>>>

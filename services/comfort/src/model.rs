//! Entity snapshots as last reported by the backend

use std::collections::HashSet;
use std::fmt;

/// A single sensor node
#[derive(Debug, Clone, PartialEq)]
pub struct Sensor {
    pub id: String,
    pub display_name: Option<String>,
}

impl Sensor {
    pub fn new(id: impl Into<String>, display_name: Option<&str>) -> Self {
        Self {
            id: id.into(),
            display_name: display_name.map(str::to_string),
        }
    }

    /// Name shown in lists; unnamed sensors are labelled by id.
    pub fn label(&self) -> String {
        match &self.display_name {
            Some(name) => name.clone(),
            None => format!("sensor {}", self.id),
        }
    }
}

/// A named set of sensors, optionally driven by a controller
#[derive(Debug, Clone, PartialEq)]
pub struct SensorGroup {
    pub id: String,
    pub display_name: String,
    /// Weak reference; may point at a controller that no longer exists
    pub controller_id: Option<String>,
    pub members: HashSet<String>,
}

impl SensorGroup {
    pub fn new(id: impl Into<String>, display_name: impl Into<String>) -> Self {
        Self {
            id: id.into(),
            display_name: display_name.into(),
            controller_id: None,
            members: HashSet::new(),
        }
    }

    pub fn with_controller(mut self, controller_id: impl Into<String>) -> Self {
        self.controller_id = Some(controller_id.into());
        self
    }

    pub fn with_members<I, S>(mut self, members: I) -> Self
    where
        I: IntoIterator<Item = S>,
        S: Into<String>,
    {
        self.members = members.into_iter().map(Into::into).collect();
        self
    }

    pub fn has_member(&self, sensor_id: &str) -> bool {
        self.members.contains(sensor_id)
    }
}

/// What a controller regulates
#[derive(Debug, Clone, PartialEq, Eq)]
pub enum ControllerKind {
    Temperature,
    Other(String),
}

impl ControllerKind {
    pub fn from_wire(value: &str) -> Self {
        match value {
            "temperature" => ControllerKind::Temperature,
            other => ControllerKind::Other(other.to_string()),
        }
    }
}

impl fmt::Display for ControllerKind {
    fn fmt(&self, f: &mut fmt::Formatter<'_>) -> fmt::Result {
        match self {
            ControllerKind::Temperature => write!(f, "temperature"),
            ControllerKind::Other(kind) => write!(f, "{}", kind),
        }
    }
}

/// A climate controller with an optional setpoint
#[derive(Debug, Clone, PartialEq)]
pub struct Controller {
    pub id: String,
    pub display_name: String,
    pub kind: ControllerKind,
    pub setpoint: Option<f64>,
    pub tolerance: Option<f64>,
}

impl Controller {
    pub fn new(id: impl Into<String>, display_name: impl Into<String>, kind: ControllerKind) -> Self {
        Self {
            id: id.into(),
            display_name: display_name.into(),
            kind,
            setpoint: None,
            tolerance: None,
        }
    }

    pub fn with_setpoint(mut self, setpoint: f64, tolerance: f64) -> Self {
        self.setpoint = Some(setpoint);
        self.tolerance = Some(tolerance);
        self
    }
}

/// Current outdoor conditions
#[derive(Debug, Clone, PartialEq)]
pub struct WeatherSnapshot {
    pub description: String,
    pub icon: String,
    pub temperature_kelvin: f64,
    pub humidity: f64,
}

/// Quantities a sensor reports
#[derive(Debug, Clone, Copy, PartialEq, Eq, Hash)]
pub enum Measurement {
    Temperature,
    Humidity,
    Voltage,
}

impl Measurement {
    pub fn as_str(&self) -> &'static str {
        match self {
            Measurement::Temperature => "temperature",
            Measurement::Humidity => "humidity",
            Measurement::Voltage => "voltage",
        }
    }
}

impl fmt::Display for Measurement {
    fn fmt(&self, f: &mut fmt::Formatter<'_>) -> fmt::Result {
        f.write_str(self.as_str())
    }
}

/// One sample of a sensor time series
#[derive(Debug, Clone, Copy, PartialEq)]
pub struct DataPoint {
    pub epoch_ms: f64,
    pub value: f64,
}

<<<

REQUIRED WORK —
For this task, please set down every entry exactly, with no line left out.

SOLUTION TO THIS TASK —
filename services/comfort/src/model.rs
//! Entity snapshots as last reported by the backend

use std::collections::HashSet;
use std::fmt;

/// A single sensor node
#[derive(Debug, Clone, PartialEq)]
pub struct Sensor {
    pub id: String,
    pub display_name: Option<String>,
}

impl Sensor {
    pub fn new(id: impl Into<String>, display_name: Option<&str>) -> Self {
        Self {
            id: id.into(),
            display_name: display_name.map(str::to_string),
        }
    }

    /// Name shown in lists; unnamed sensors are labelled by id.
    pub fn label(&self) -> String {
        match &self.display_name {
            Some(name) => name.clone(),
            None => format!("sensor {}", self.id),
        }
    }
}

/// A named set of sensors, optionally driven by a controller
#[derive(Debug, Clone, PartialEq)]
pub struct SensorGroup {
    pub id: String,
    pub display_name: String,
    /// Weak reference; may point at a controller that no longer exists
    pub controller_id: Option<String>,
    pub members: HashSet<String>,
}

impl SensorGroup {
    pub fn new(id: impl Into<String>, display_name: impl Into<String>) -> Self {
        Self {
            id: id.into(),
            display_name: display_name.into(),
            controller_id: None,
            members: HashSet::new(),
        }
    }

    pub fn with_controller(mut self, controller_id: impl Into<String>) -> Self {
        self.controller_id = Some(controller_id.into());
        self
    }

    pub fn with_members<I, S>(mut self, members: I) -> Self
    where
        I: IntoIterator<Item = S>,
        S: Into<String>,
    {
        self.members = members.into_iter().map(Into::into).collect();
        self
    }

    pub fn has_member(&self, sensor_id: &str) -> bool {
        self.members.contains(sensor_id)
    }
}

/// What a controller regulates
#[derive(Debug, Clone, PartialEq, Eq)]
pub enum ControllerKind {
    Temperature,
    Other(String),
}

impl ControllerKind {
    pub fn from_wire(value: &str) -> Self {
        match value {
            "temperature" => ControllerKind::Temperature,
            other => ControllerKind::Other(other.to_string()),
        }
    }
}

impl fmt::Display for ControllerKind {
    fn fmt(&self, f: &mut fmt::Formatter<'_>) -> fmt::Result {
        match self {
            ControllerKind::Temperature => write!(f, "temperature"),
            ControllerKind::Other(kind) => write!(f, "{}", kind),
        }
    }
}

/// A climate controller with an optional setpoint
#[derive(Debug, Clone, PartialEq)]
pub struct Controller {
    pub id: String,
    pub display_name: String,
    pub kind: ControllerKind,
    pub setpoint: Option<f64>,
    pub tolerance: Option<f64>,
}

impl Controller {
    pub fn new(id: impl Into<String>, display_name: impl Into<String>, kind: ControllerKind) -> Self {
        Self {
            id: id.into(),
            display_name: display_name.into(),
            kind,
            setpoint: None,
            tolerance: None,
        }
    }

    pub fn with_setpoint(mut self, setpoint: f64, tolerance: f64) -> Self {
        self.setpoint = Some(setpoint);
        self.tolerance = Some(tolerance);
        self
    }
}

/// Current outdoor conditions
#[derive(Debug, Clone, PartialEq)]
pub struct WeatherSnapshot {
    pub description: String,
    pub icon: String,
    pub temperature_kelvin: f64,
    pub humidity: f64,
}

/// Quantities a sensor reports
#[derive(Debug, Clone, Copy, PartialEq, Eq, Hash)]
pub enum Measurement {
    Temperature,
    Humidity,
    Voltage,
}

impl Measurement {
    pub fn as_str(&self) -> &'static str {
        match self {
            Measurement::Temperature => "temperature",
            Measurement::Humidity => "humidity",
            Measurement::Voltage => "voltage",
        }
    }
}

impl fmt::Display for Measurement {
    fn fmt(&self, f: &mut fmt::Formatter<'_>) -> fmt::Result {
        f.write_str(self.as_str())
    }
}

/// One sample of a sensor time series
#[derive(Debug, Clone, Copy, PartialEq)]
pub struct DataPoint {
    pub epoch_ms: f64,
    pub value: f64,
}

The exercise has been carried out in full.